This obsession with the word ‘girls’ is a by-product of a preoccupation with youth in women, writes Louise O’Neill
Ben Affleck has a new girlfriend. I know, I’m delighted for him too. Her name is Lindsay Shookus and she’s just a ‘regular girl’.
According to sources, Ben has ‘never really dated a regular girl before’, leading me to wonder what sort of alien life forms he’s been copulating with up until now. (No judgment Ben, you do you.)
In direct contrast to Shookus’s ‘regular girl’, we have Jennifer Garner, Affleck’s ex-wife, self-proclaimed ‘good girl’.
“I grew up being the good girl,” Garner said in a Newsweek article in 2004. “All the Garner girls are. We’re a good-girl family.” Garner bakes, she is photographed at the local farmers market surrounded by her adorable children, she goes to church every Sunday, she sacrificed a promising acting career to support her husband and raise her kids.‘Goodness’, as the Buzzfeed reporter Anne Helen Peterson posited, has become the backbone of Garner’s public branding.
I have to be honest here, I don’t really care about Ben Affleck or his love life.

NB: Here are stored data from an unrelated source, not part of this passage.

impl<'a> Ensemble<'a> {
    pub fn new(ms1: Vec<FeaturePointer>, ms2: Vec<FeaturePointer>) -> Self {
        Self {
            ms1,
            ms2,
            state: EnsembleState::Unattached,
        }
    }

    /// The cofeatures recorded for `ms_level`. These are available before attaching.
    pub fn cofeatures(&self, ms_level: u8) -> Result<&[FeaturePointer], EnsembleError> {
        Ok(self.cofeatures_for(MSLevel::try_from(ms_level)?))
    }

    fn cofeatures_for(&self, level: MSLevel) -> &[FeaturePointer] {
        match level {
            MSLevel::MS1 => &self.ms1,
            MSLevel::MS2 => &self.ms2,
        }
    }

    pub fn is_attached(&self) -> bool {
        matches!(self.state, EnsembleState::Attached(_))
    }

    /// Bind this ensemble to the injection its pointers index into, and resolve the base
    /// cofeature: the first MS1 pointer with the highest apex intensity.
    ///
    /// # Errors
    /// - [`EnsembleError::AlreadyAttached`] when called a second time
    /// - [`EnsembleError::EmptyPrimaryCofeatures`] when there are no MS1 pointers
    /// - [`EnsembleError::MissingScanArray`] when a non-empty list has no array to resolve against
    /// - [`EnsembleError::Pointer`] when a pointer was made from a different array
    pub fn attach(&mut self, injection: &'a Injection) -> Result<(), EnsembleError> {
        if self.is_attached() {
            return Err(EnsembleError::AlreadyAttached);
        }
        if self.ms1.is_empty() {
            return Err(EnsembleError::EmptyPrimaryCofeatures);
        }

        let ms1_array = injection.scan_array(1)?;
        let mut base: Option<(usize, f32)> = None;
        for (i, ptr) in self.ms1.iter().enumerate() {
            let apex = ptr.max_intensity(ms1_array)?;
            match base {
                Some((_, b)) if !(apex > b) => {}
                _ => base = Some((i, apex)),
            }
        }
        if !self.ms2.is_empty() {
            let ms2_array = injection.scan_array(2)?;
            for ptr in self.ms2.iter() {
                ptr.validate(ms2_array)?;
            }
        }

        let (base_index, _) = base.ok_or(EnsembleError::EmptyPrimaryCofeatures)?;
        let base_ptr = &self.ms1[base_index];
        let base_mz = base_ptr.mean_mass(ms1_array)?;
        let base_scan = base_ptr.scan_of_max_intensity(ms1_array)?;
        let (base_time, base_intensity) = match base_ptr.chromatogram(ms1_array)?.apex() {
            Some((_, time, intensity)) => (time, intensity),
            None => (ms1_array.retention_times()[base_scan], 0.0),
        };
        debug!(
            "Attached ensemble of {} MS1 and {} MS2 cofeatures to {}, base m/z {base_mz:0.4} at {base_time:0.3}",
            self.ms1.len(),
            self.ms2.len(),
            injection.name,
        );

        self.state = EnsembleState::Attached(Box::new(Attachment {
            injection,
            base_index,
            base_mz,
            base_intensity,
            base_time,
            base_scan,
            composite: Default::default(),
        }));
        Ok(())
    }

    fn attachment(&self) -> Result<&Attachment<'a>, EnsembleError> {
        match &self.state {
            EnsembleState::Attached(attachment) => Ok(attachment.as_ref()),
            EnsembleState::Unattached => Err(EnsembleError::NotAttached),
        }
    }

    pub fn injection(&self) -> Result<&'a Injection, EnsembleError> {
        Ok(self.attachment()?.injection)
    }

    fn scan_array(&self, level: MSLevel) -> Result<&'a SparseScanArray, EnsembleError> {
        self.attachment()?.injection.scan_array(level.as_u8())
    }

    /// The position of the base cofeature in the MS1 list
    pub fn base_index(&self) -> Result<usize, EnsembleError> {
        Ok(self.attachment()?.base_index)
    }

    pub fn base_cofeature(&self) -> Result<&FeaturePointer, EnsembleError> {
        Ok(&self.ms1[self.attachment()?.base_index])
    }

    /// The base cofeature's mean m/z over its populated scans
    pub fn base_mz(&self) -> Result<f64, EnsembleError> {
        Ok(self.attachment()?.base_mz)
    }

    pub fn base_intensity(&self) -> Result<f32, EnsembleError> {
        Ok(self.attachment()?.base_intensity)
    }

    /// The retention time of the base cofeature's apex
    pub fn peak_time(&self) -> Result<f64, EnsembleError> {
        Ok(self.attachment()?.base_time)
    }

    /// The MS1 scan index of the base cofeature's apex
    pub fn base_scan(&self) -> Result<usize, EnsembleError> {
        Ok(self.attachment()?.base_scan)
    }

    /// The chromatogram of each cofeature at `ms_level`, optionally restricted to the
    /// pointers in `index_range`
    pub fn chromatograms(
        &self,
        ms_level: u8,
        index_range: Option<Range<usize>>,
    ) -> Result<Vec<Chromatogram>, EnsembleError> {
        let level = MSLevel::try_from(ms_level)?;
        self.attachment()?;
        let pointers = self.cofeatures_for(level);
        let range = match index_range {
            Some(r) => {
                let end = r.end.min(pointers.len());
                r.start.min(end)..end
            }
            None => 0..pointers.len(),
        };
        let pointers = &pointers[range];
        if pointers.is_empty() {
            return Ok(Vec::new());
        }
        let array = self.scan_array(level)?;
        pointers
            .iter()
            .map(|ptr| ptr.chromatogram(array).map_err(EnsembleError::from))
            .collect()
    }

    /// The chromatogram of the most intense cofeature at `ms_level`. At MS1 this is the
    /// base cofeature. An empty list has no base chromatogram.
    pub fn base_chromatogram(&self, ms_level: u8) -> Result<Option<Chromatogram>, EnsembleError> {
        let level = MSLevel::try_from(ms_level)?;
        let base = match level {
            MSLevel::MS1 => Some(self.base_cofeature()?),
            MSLevel::MS2 => {
                self.attachment()?;
                if self.ms2.is_empty() {
                    None
                } else {
                    let array = self.scan_array(level)?;
                    let mut best: Option<(&FeaturePointer, f32)> = None;
                    for ptr in self.ms2.iter() {
                        let apex = ptr.max_intensity(array)?;
                        match best {
                            Some((_, b)) if !(apex > b) => {}
                            _ => best = Some((ptr, apex)),
                        }
                    }
                    best.map(|(ptr, _)| ptr)
                }
            }
        };
        match base {
            Some(ptr) => Ok(Some(ptr.chromatogram(self.scan_array(level)?)?)),
            None => Ok(None),
        }
    }

    fn build_composite_spectrum(&self, level: MSLevel) -> Result<SpectrumSeries, EnsembleError> {
        let pointers = self.cofeatures_for(level);
        if pointers.is_empty() {
            return Ok(SpectrumSeries::default());
        }
        let array = self.scan_array(level)?;
        let mut spectrum = SpectrumSeries::default();
        for ptr in pointers {
            if let Some((_, mz, intensity)) = ptr.apex(array)? {
                spectrum.push(mz, intensity);
            }
        }
        spectrum.sort_by_mz();
        Ok(spectrum)
    }

    /// One peak per cofeature at `ms_level`, the m/z and intensity at that cofeature's
    /// apex, sorted by m/z. Computed once per level and cached.
    pub fn composite_spectrum(&self, ms_level: u8) -> Result<&SpectrumSeries, EnsembleError> {
        let level = MSLevel::try_from(ms_level)?;
        let cell = &self.attachment()?.composite[level.as_u8() as usize - 1];
        if let Some(spectrum) = cell.get() {
            return Ok(spectrum);
        }
        let spectrum = self.build_composite_spectrum(level)?;
        Ok(cell.get_or_init(|| spectrum))
    }

    /// For each cofeature at `ms_level`, the populated cell nearest `position` inside
    /// the cofeature's window, sorted by m/z. Cofeatures with no populated cell are left
    /// out, and an empty cofeature list gives an empty spectrum.
    pub fn spectrum_at(
        &self,
        ms_level: u8,
        position: SpectrumPosition,
    ) -> Result<SpectrumSeries, EnsembleError> {
        let level = MSLevel::try_from(ms_level)?;
        self.attachment()?;
        let pointers = self.cofeatures_for(level);
        if pointers.is_empty() {
            return Ok(SpectrumSeries::default());
        }
        let array = self.scan_array(level)?;
        let scan = match position {
            SpectrumPosition::Scan(scan) => scan,
            SpectrumPosition::Time(time) => array.retention_time_to_scan(time),
        };
        let mut spectrum = SpectrumSeries::default();
        for ptr in pointers {
            if let Some((_, mz, intensity)) = ptr.nearest_populated(array, scan)? {
                spectrum.push(mz, intensity);
            }
        }
        spectrum.sort_by_mz();
        Ok(spectrum)
    }

    /// Drop the injection binding and any cached state, keeping the pointer lists
    pub fn detach(self) -> CofeatureLists {
        CofeatureLists {
            ms1: self.ms1,
            ms2: self.ms2,
        }
    }
}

What does interest me is the manner in which the media has pitted these two women against one another. The Regular Girl versus the Good Girl. It is fascinating to observe how often women are expected to perform their femininity in this way, and are, time and time again, forced to conform to certain stereotypes.
Women are not allowed to be fully formed, well-rounded individuals; they must be placed into boxes that define them, the parameters of which are becoming more narrow. Good Girl or Bad Girl. Madonna or Whore. Cool Girl or Nag. Wife or Mistress. It’s also noteworthy how often these roles are defined by either their relationship to a male figure in their life or by their attitude to sex and their own sexuality. Choose a part and play it well. You can only be one thing or the other, ladies.

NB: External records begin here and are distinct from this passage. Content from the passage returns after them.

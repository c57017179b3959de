use std::ops::Range;

use crate::error::PointerError;
use crate::scan_array::{ArrayId, SparseScanArray};
use crate::series::Chromatogram;

/// An index into one lane and scan window of a specific [`SparseScanArray`].
///
/// A pointer owns no signal. It must be resolved against the array that created it,
/// and every read checks the array's identity first. The window spans the inclusive
/// range from the first to the last recorded scan index.
#[derive(Debug, Clone, PartialEq, Eq, Hash)]
#[cfg_attr(
    feature = "serde",
    derive(serde::Serialize, serde::Deserialize),
    serde(try_from = "FeaturePointerRecord")
)]
pub struct FeaturePointer {
    lane: usize,
    scans: Vec<usize>,
    source: ArrayId,
    shape: (usize, usize),
}

/// The stored form of a [`FeaturePointer`], checked and normalized on load
#[cfg(feature = "serde")]
#[derive(serde::Deserialize)]
struct FeaturePointerRecord {
    lane: usize,
    scans: Vec<usize>,
    source: ArrayId,
    shape: (usize, usize),
}

#[cfg(feature = "serde")]
impl TryFrom<FeaturePointerRecord> for FeaturePointer {
    type Error = PointerError;

    fn try_from(value: FeaturePointerRecord) -> Result<Self, Self::Error> {
        Self::checked(value.lane, value.scans, value.source, value.shape)
    }
}

impl FeaturePointer {
    /// Sort and de-duplicate `scans`, then check the lane and every scan against
    /// `shape`. An empty scan list is rejected.
    pub(crate) fn checked(
        lane: usize,
        mut scans: Vec<usize>,
        source: ArrayId,
        shape: (usize, usize),
    ) -> Result<Self, PointerError> {
        let (lanes, n_scans) = shape;
        if lane >= lanes {
            return Err(PointerError::LaneOutOfBounds { lane, lanes });
        }
        scans.sort_unstable();
        scans.dedup();
        match scans.last() {
            None => return Err(PointerError::EmptyScanWindow),
            Some(last) if *last >= n_scans => {
                return Err(PointerError::ScanOutOfBounds {
                    scan: *last,
                    scans: n_scans,
                })
            }
            Some(_) => {}
        }
        Ok(Self {
            lane,
            scans,
            source,
            shape,
        })
    }

    pub fn lane(&self) -> usize {
        self.lane
    }

    pub fn scans(&self) -> &[usize] {
        &self.scans
    }

    /// The identity of the array this pointer was created from
    pub fn source(&self) -> ArrayId {
        self.source
    }

    /// The (lanes, scans) shape of the array this pointer was created from
    pub fn shape(&self) -> (usize, usize) {
        self.shape
    }

    pub fn scan_start(&self) -> usize {
        self.scans.first().copied().unwrap_or_default()
    }

    pub fn scan_end(&self) -> usize {
        self.scans.last().copied().unwrap_or_default()
    }

    /// The scan index range covered by this pointer's window
    pub fn window(&self) -> Range<usize> {
        self.scan_start()..(self.scan_end() + 1)
    }

    /// Check that `array` is the array this pointer was created from
    pub fn validate(&self, array: &SparseScanArray) -> Result<(), PointerError> {
        if array.id() != self.source {
            return Err(PointerError::IdentityMismatch {
                expected: self.source,
                found: array.id(),
            });
        }
        Ok(())
    }

    pub fn mass_values(&self, array: &SparseScanArray) -> Result<Vec<f64>, PointerError> {
        self.validate(array)?;
        Ok(array.mz_matrix().row_dense(self.lane, self.window()))
    }

    pub fn intensity_values(&self, array: &SparseScanArray) -> Result<Vec<f32>, PointerError> {
        self.validate(array)?;
        Ok(array.intensity_matrix().row_dense(self.lane, self.window()))
    }

    pub fn retention_times(&self, array: &SparseScanArray) -> Result<Vec<f64>, PointerError> {
        self.validate(array)?;
        Ok(array.retention_times()[self.window()].to_vec())
    }

    pub fn chromatogram(&self, array: &SparseScanArray) -> Result<Chromatogram, PointerError> {
        Ok(Chromatogram::new(
            self.retention_times(array)?,
            self.intensity_values(array)?,
        ))
    }

    /// The first most intense populated cell in the window as `(scan, mz, intensity)`
    pub fn apex(&self, array: &SparseScanArray) -> Result<Option<(usize, f64, f32)>, PointerError> {
        self.validate(array)?;
        Ok(array
            .intensity_matrix()
            .row(self.lane)
            .restrict(self.window())
            .argmax()
            .map(|(j, v)| (j, array.mz_matrix().get(self.lane, j), v)))
    }

    pub fn max_intensity(&self, array: &SparseScanArray) -> Result<f32, PointerError> {
        Ok(self.apex(array)?.map(|(_, _, v)| v).unwrap_or_default())
    }

    /// The scan index of the most intense point in the window, found by mapping the
    /// apex retention time back through [`SparseScanArray::retention_time_to_scan`]
    pub fn scan_of_max_intensity(&self, array: &SparseScanArray) -> Result<usize, PointerError> {
        let chrom = self.chromatogram(array)?;
        match chrom.apex() {
            Some((_, time, _)) => Ok(array.retention_time_to_scan(time)),
            None => Ok(self.scan_start()),
        }
    }

    /// The mean m/z over the populated scans in the window
    pub fn mean_mass(&self, array: &SparseScanArray) -> Result<f64, PointerError> {
        self.validate(array)?;
        let row = array.mz_matrix().row(self.lane).restrict(self.window());
        if row.is_empty() {
            return Ok(0.0);
        }
        Ok(row.values.iter().sum::<f64>() / row.len() as f64)
    }

    /// The populated cell nearest `scan` inside the window, as `(scan, mz, intensity)`,
    /// preferring the earlier scan on ties
    pub fn nearest_populated(
        &self,
        array: &SparseScanArray,
        scan: usize,
    ) -> Result<Option<(usize, f64, f32)>, PointerError> {
        self.validate(array)?;
        let intensities = array.intensity_matrix().row(self.lane).restrict(self.window());
        let mut best: Option<(usize, f32)> = None;
        for (j, v) in intensities.iter() {
            let closer = match best {
                Some((k, _)) => j.abs_diff(scan) < k.abs_diff(scan),
                None => true,
            };
            if closer {
                best = Some((j, v));
            }
        }
        Ok(best.map(|(j, v)| (j, array.mz_matrix().get(self.lane, j), v)))
    }
}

I also note that Shookus and Garner are constantly referred to as ‘girls’. Shookus is 37, Garner is 45. These are both grown-up women. We do not describe Affleck — who is 44 — as a boy because to call a man a ‘boy’ (outside of the confines of Cork City, obviously) would be seen as an effective way of instantly disrespecting him, an affront to his very masculinity.
I find it insufferable when I hear adult women described as girls. TV shoes like Gilmore Girls, New Girl, Girlboss, HBO’s Girls. In publishing it seems as if the only way to guarantee a bestseller is to include the word ‘Girl’ in the book title. The Girl with the Dragon Tattoo. Gone Girl. Girl on the Train. Luckiest Girl Alive. Girl Unknown. As the author Sara Barnard remarked: “Be honest. If the title was The Boy on the Train, wouldn’t your first thought be, ‘Where’s his mother?’ not ‘Ah, commuting professional’.”
This obsession with the word ‘girls’ is a by-product of a preoccupation with youth in women. I have heard people discuss the injustice in how men and women age differently, complaining that men become more attractive and women become increasingly invisible. This is not a biological fact, it’s the result of generations of movies and TV shows portraying men in their fifties, sixties, and beyond as sexually viable human beings and women of the same age as dried- up husks.
We find it difficult to view women over the age of 60 as sexually attractive because we have simply never seen it before.
When we call women ‘girls’ we are contributing to a culture that insists that the younger a woman is, the more appealing she is (please see the ‘barely legal’ category on porn sites for proof). No wonder many women themselves do not like to be eferred to as such, when the term ‘woman’ seems to connate a decline in societal value.
The word girl is the technical definition of a female-identifying person who is below the age of 18. ‘Girl’ is a female child and therefore to refer to women as girls is infantilising, reducing women to a childlike state.
And what do we think about children? We think they are in need of care, of protection. Children need boundaries. Children need an adult to guide them due to their innate helplessness. It is striking to put that into context in a country like Ireland that still refuses to grant women bodily autonomy by allowing us access to safe, legal abortion.
If we think of women as ‘girls’, perhaps on some level we do not believe they are mature enough to make such important decisions about their reproductive health?
Could this reduction of women to children be contributing to the fact that female participation in national parliaments is only 23.3% across the globe?
I don’t think that we call women ‘girls’ as a way of being intentionally disrespectful. It is a habit, one that is not easily broken.
I am guilty of it as well, and have to constantly correct myself when I call a woman my age a ‘girl’. Because I truly believe that words matter, that the way in which we describe people as the ability to affect the way in which they see themselves.
By referring to women as girls we are diminishing them, robbing them of their power.
As the journalist Carmen Rios wrote for Everyday Feminism, it is highly likely that society calls women ‘girls’ as a subconscious attempt “to reduce them, to make them take up less space and garner less recognition.
We do it to make them smaller. Like girls.
“But women deserve space. Women deserve recognition. Women deserve to contribute. Women deserve to be acknowledged for what they are — grown ass women. And anything less just won’t do.”